◆ Task prompt: Could you please retype all of the data below exactly?

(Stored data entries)
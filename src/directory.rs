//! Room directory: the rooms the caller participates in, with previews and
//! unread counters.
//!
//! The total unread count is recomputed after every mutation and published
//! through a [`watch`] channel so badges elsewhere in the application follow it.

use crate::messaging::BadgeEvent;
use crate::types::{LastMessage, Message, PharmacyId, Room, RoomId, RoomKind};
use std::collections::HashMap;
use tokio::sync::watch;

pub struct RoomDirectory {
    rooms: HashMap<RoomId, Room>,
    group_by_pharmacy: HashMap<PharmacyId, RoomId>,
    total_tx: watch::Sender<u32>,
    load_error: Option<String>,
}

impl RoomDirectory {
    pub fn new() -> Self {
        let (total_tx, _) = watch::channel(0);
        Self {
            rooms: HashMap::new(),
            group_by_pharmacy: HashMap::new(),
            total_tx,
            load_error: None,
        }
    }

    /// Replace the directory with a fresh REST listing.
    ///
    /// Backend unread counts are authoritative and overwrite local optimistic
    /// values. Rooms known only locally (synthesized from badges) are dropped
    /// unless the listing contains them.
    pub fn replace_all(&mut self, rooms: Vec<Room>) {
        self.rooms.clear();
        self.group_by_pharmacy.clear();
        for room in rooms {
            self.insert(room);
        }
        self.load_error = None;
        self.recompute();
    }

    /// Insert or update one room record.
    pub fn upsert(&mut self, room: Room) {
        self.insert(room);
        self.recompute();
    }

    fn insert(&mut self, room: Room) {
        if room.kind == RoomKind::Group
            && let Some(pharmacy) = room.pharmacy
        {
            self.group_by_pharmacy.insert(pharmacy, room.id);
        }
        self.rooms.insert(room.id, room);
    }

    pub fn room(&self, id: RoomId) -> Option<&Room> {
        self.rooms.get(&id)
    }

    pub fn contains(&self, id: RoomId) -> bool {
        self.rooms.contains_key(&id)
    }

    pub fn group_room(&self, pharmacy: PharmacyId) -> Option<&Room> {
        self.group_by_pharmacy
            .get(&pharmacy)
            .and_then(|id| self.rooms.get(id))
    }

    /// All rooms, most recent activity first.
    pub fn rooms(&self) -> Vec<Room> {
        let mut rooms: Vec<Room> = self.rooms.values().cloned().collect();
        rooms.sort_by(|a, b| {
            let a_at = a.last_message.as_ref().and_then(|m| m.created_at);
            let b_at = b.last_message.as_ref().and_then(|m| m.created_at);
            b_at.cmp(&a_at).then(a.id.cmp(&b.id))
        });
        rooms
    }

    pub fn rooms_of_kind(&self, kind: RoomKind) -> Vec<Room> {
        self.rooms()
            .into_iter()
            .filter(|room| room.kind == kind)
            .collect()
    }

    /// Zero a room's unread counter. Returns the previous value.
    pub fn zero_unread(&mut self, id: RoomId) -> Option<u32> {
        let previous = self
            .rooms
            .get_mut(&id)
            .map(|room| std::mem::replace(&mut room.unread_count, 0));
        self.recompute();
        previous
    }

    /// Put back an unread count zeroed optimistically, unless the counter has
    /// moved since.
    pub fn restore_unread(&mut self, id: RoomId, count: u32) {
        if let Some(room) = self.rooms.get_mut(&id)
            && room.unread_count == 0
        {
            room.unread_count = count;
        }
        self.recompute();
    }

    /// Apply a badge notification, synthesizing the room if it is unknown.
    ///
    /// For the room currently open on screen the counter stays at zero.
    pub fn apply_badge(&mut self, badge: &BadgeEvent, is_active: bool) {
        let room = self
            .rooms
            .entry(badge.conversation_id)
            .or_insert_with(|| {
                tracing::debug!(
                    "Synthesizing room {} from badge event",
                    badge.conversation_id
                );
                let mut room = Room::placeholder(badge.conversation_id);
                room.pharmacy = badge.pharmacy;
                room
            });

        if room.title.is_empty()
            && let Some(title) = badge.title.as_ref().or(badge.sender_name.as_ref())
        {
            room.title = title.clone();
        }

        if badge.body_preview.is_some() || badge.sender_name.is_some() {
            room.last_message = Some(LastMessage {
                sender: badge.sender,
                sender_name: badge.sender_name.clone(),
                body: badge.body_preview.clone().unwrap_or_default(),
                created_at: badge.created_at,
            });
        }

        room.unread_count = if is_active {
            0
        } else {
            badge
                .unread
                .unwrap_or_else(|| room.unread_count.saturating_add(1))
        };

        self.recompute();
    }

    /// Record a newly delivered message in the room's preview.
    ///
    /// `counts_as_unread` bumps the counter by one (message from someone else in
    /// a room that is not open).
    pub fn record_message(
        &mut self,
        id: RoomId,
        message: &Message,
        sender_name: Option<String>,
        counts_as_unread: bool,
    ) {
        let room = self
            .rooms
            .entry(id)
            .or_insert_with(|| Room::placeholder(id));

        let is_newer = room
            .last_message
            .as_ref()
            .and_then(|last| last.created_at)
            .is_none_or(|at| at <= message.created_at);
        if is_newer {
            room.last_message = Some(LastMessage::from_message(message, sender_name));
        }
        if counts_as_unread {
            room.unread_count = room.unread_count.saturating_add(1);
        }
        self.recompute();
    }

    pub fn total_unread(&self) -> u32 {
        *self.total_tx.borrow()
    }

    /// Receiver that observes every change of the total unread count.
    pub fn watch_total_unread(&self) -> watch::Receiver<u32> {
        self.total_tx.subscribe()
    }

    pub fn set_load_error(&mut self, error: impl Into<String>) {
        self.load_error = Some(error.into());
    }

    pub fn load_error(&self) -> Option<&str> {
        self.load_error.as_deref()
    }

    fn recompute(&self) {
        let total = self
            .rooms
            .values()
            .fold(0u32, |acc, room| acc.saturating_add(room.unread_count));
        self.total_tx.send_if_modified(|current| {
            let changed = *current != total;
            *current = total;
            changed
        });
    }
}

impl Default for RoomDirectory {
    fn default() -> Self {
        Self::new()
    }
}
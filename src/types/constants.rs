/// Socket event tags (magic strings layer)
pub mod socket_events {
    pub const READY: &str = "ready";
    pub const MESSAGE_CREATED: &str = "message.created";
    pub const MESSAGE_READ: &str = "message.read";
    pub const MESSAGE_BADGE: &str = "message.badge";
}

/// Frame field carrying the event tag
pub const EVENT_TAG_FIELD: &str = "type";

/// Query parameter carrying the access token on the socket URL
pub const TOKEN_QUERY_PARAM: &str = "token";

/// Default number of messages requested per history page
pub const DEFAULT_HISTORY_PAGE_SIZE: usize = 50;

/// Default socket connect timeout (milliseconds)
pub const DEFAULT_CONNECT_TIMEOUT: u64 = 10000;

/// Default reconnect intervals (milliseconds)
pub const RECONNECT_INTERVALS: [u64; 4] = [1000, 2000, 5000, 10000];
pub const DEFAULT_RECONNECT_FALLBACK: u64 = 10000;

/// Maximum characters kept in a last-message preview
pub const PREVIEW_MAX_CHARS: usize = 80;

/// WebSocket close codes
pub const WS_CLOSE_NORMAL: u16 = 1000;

◆ Your response:
filename src/directory.rs
//! Room directory: the rooms the caller participates in, with previews and
//! unread counters.
//!
//! The total unread count is recomputed after every mutation and published
//! through a [`watch`] channel so badges elsewhere in the application follow it.

use crate::messaging::BadgeEvent;
use crate::types::{LastMessage, Message, PharmacyId, Room, RoomId, RoomKind};
use std::collections::HashMap;
use tokio::sync::watch;

pub struct RoomDirectory {
    rooms: HashMap<RoomId, Room>,
    group_by_pharmacy: HashMap<PharmacyId, RoomId>,
    total_tx: watch::Sender<u32>,
    load_error: Option<String>,
}

impl RoomDirectory {
    pub fn new() -> Self {
        let (total_tx, _) = watch::channel(0);
        Self {
            rooms: HashMap::new(),
            group_by_pharmacy: HashMap::new(),
            total_tx,
            load_error: None,
        }
    }

    /// Replace the directory with a fresh REST listing.
    ///
    /// Backend unread counts are authoritative and overwrite local optimistic
    /// values. Rooms known only locally (synthesized from badges) are dropped
    /// unless the listing contains them.
    pub fn replace_all(&mut self, rooms: Vec<Room>) {
        self.rooms.clear();
        self.group_by_pharmacy.clear();
        for room in rooms {
            self.insert(room);
        }
        self.load_error = None;
        self.recompute();
    }

    /// Insert or update one room record.
    pub fn upsert(&mut self, room: Room) {
        self.insert(room);
        self.recompute();
    }

    fn insert(&mut self, room: Room) {
        if room.kind == RoomKind::Group
            && let Some(pharmacy) = room.pharmacy
        {
            self.group_by_pharmacy.insert(pharmacy, room.id);
        }
        self.rooms.insert(room.id, room);
    }

    pub fn room(&self, id: RoomId) -> Option<&Room> {
        self.rooms.get(&id)
    }

    pub fn contains(&self, id: RoomId) -> bool {
        self.rooms.contains_key(&id)
    }

    pub fn group_room(&self, pharmacy: PharmacyId) -> Option<&Room> {
        self.group_by_pharmacy
            .get(&pharmacy)
            .and_then(|id| self.rooms.get(id))
    }

    /// All rooms, most recent activity first.
    pub fn rooms(&self) -> Vec<Room> {
        let mut rooms: Vec<Room> = self.rooms.values().cloned().collect();
        rooms.sort_by(|a, b| {
            let a_at = a.last_message.as_ref().and_then(|m| m.created_at);
            let b_at = b.last_message.as_ref().and_then(|m| m.created_at);
            b_at.cmp(&a_at).then(a.id.cmp(&b.id))
        });
        rooms
    }

    pub fn rooms_of_kind(&self, kind: RoomKind) -> Vec<Room> {
        self.rooms()
            .into_iter()
            .filter(|room| room.kind == kind)
            .collect()
    }

    /// Zero a room's unread counter. Returns the previous value.
    pub fn zero_unread(&mut self, id: RoomId) -> Option<u32> {
        let previous = self
            .rooms
            .get_mut(&id)
            .map(|room| std::mem::replace(&mut room.unread_count, 0));
        self.recompute();
        previous
    }

    /// Put back an unread count zeroed optimistically, unless the counter has
    /// moved since.
    pub fn restore_unread(&mut self, id: RoomId, count: u32) {
        if let Some(room) = self.rooms.get_mut(&id)
            && room.unread_count == 0
        {
            room.unread_count = count;
        }
        self.recompute();
    }

    /// Apply a badge notification, synthesizing the room if it is unknown.
    ///
    /// For the room currently open on screen the counter stays at zero.
    pub fn apply_badge(&mut self, badge: &BadgeEvent, is_active: bool) {
        let room = self
            .rooms
            .entry(badge.conversation_id)
            .or_insert_with(|| {
                tracing::debug!(
                    "Synthesizing room {} from badge event",
                    badge.conversation_id
                );
                let mut room = Room::placeholder(badge.conversation_id);
                room.pharmacy = badge.pharmacy;
                room
            });

        if room.title.is_empty()
            && let Some(title) = badge.title.as_ref().or(badge.sender_name.as_ref())
        {
            room.title = title.clone();
        }

        if badge.body_preview.is_some() || badge.sender_name.is_some() {
            room.last_message = Some(LastMessage {
                sender: badge.sender,
                sender_name: badge.sender_name.clone(),
                body: badge.body_preview.clone().unwrap_or_default(),
                created_at: badge.created_at,
            });
        }

        room.unread_count = if is_active {
            0
        } else {
            badge
                .unread
                .unwrap_or_else(|| room.unread_count.saturating_add(1))
        };

        self.recompute();
    }

    /// Record a newly delivered message in the room's preview.
    ///
    /// `counts_as_unread` bumps the counter by one (message from someone else in
    /// a room that is not open).
    pub fn record_message(
        &mut self,
        id: RoomId,
        message: &Message,
        sender_name: Option<String>,
        counts_as_unread: bool,
    ) {
        let room = self
            .rooms
            .entry(id)
            .or_insert_with(|| Room::placeholder(id));

        let is_newer = room
            .last_message
            .as_ref()
            .and_then(|last| last.created_at)
            .is_none_or(|at| at <= message.created_at);
        if is_newer {
            room.last_message = Some(LastMessage::from_message(message, sender_name));
        }
        if counts_as_unread {
            room.unread_count = room.unread_count.saturating_add(1);
        }
        self.recompute();
    }

    pub fn total_unread(&self) -> u32 {
        *self.total_tx.borrow()
    }

    /// Receiver that observes every change of the total unread count.
    pub fn watch_total_unread(&self) -> watch::Receiver<u32> {
        self.total_tx.subscribe()
    }

    pub fn set_load_error(&mut self, error: impl Into<String>) {
        self.load_error = Some(error.into());
    }

    pub fn load_error(&self) -> Option<&str> {
        self.load_error.as_deref()
    }

    fn recompute(&self) {
        let total = self
            .rooms
            .values()
            .fold(0u32, |acc, room| acc.saturating_add(room.unread_count));
        self.total_tx.send_if_modified(|current| {
            let changed = *current != total;
            *current = total;
            changed
        });
    }
}

impl Default for RoomDirectory {
    fn default() -> Self {
        Self::new()
    }
}
filename src/types/constants.rs
/// Socket event tags (magic strings layer)
pub mod socket_events {
    pub const READY: &str = "ready";
    pub const MESSAGE_CREATED: &str = "message.created";
    pub const MESSAGE_READ: &str = "message.read";
    pub const MESSAGE_BADGE: &str = "message.badge";
}

/// Frame field carrying the event tag
pub const EVENT_TAG_FIELD: &str = "type";

/// Query parameter carrying the access token on the socket URL
pub const TOKEN_QUERY_PARAM: &str = "token";

/// Default number of messages requested per history page
pub const DEFAULT_HISTORY_PAGE_SIZE: usize = 50;

/// Default socket connect timeout (milliseconds)
pub const DEFAULT_CONNECT_TIMEOUT: u64 = 10000;

/// Default reconnect intervals (milliseconds)
pub const RECONNECT_INTERVALS: [u64; 4] = [1000, 2000, 5000, 10000];
pub const DEFAULT_RECONNECT_FALLBACK: u64 = 10000;

/// Maximum characters kept in a last-message preview
pub const PREVIEW_MAX_CHARS: usize = 80;

/// WebSocket close codes
pub const WS_CLOSE_NORMAL: u16 = 1000;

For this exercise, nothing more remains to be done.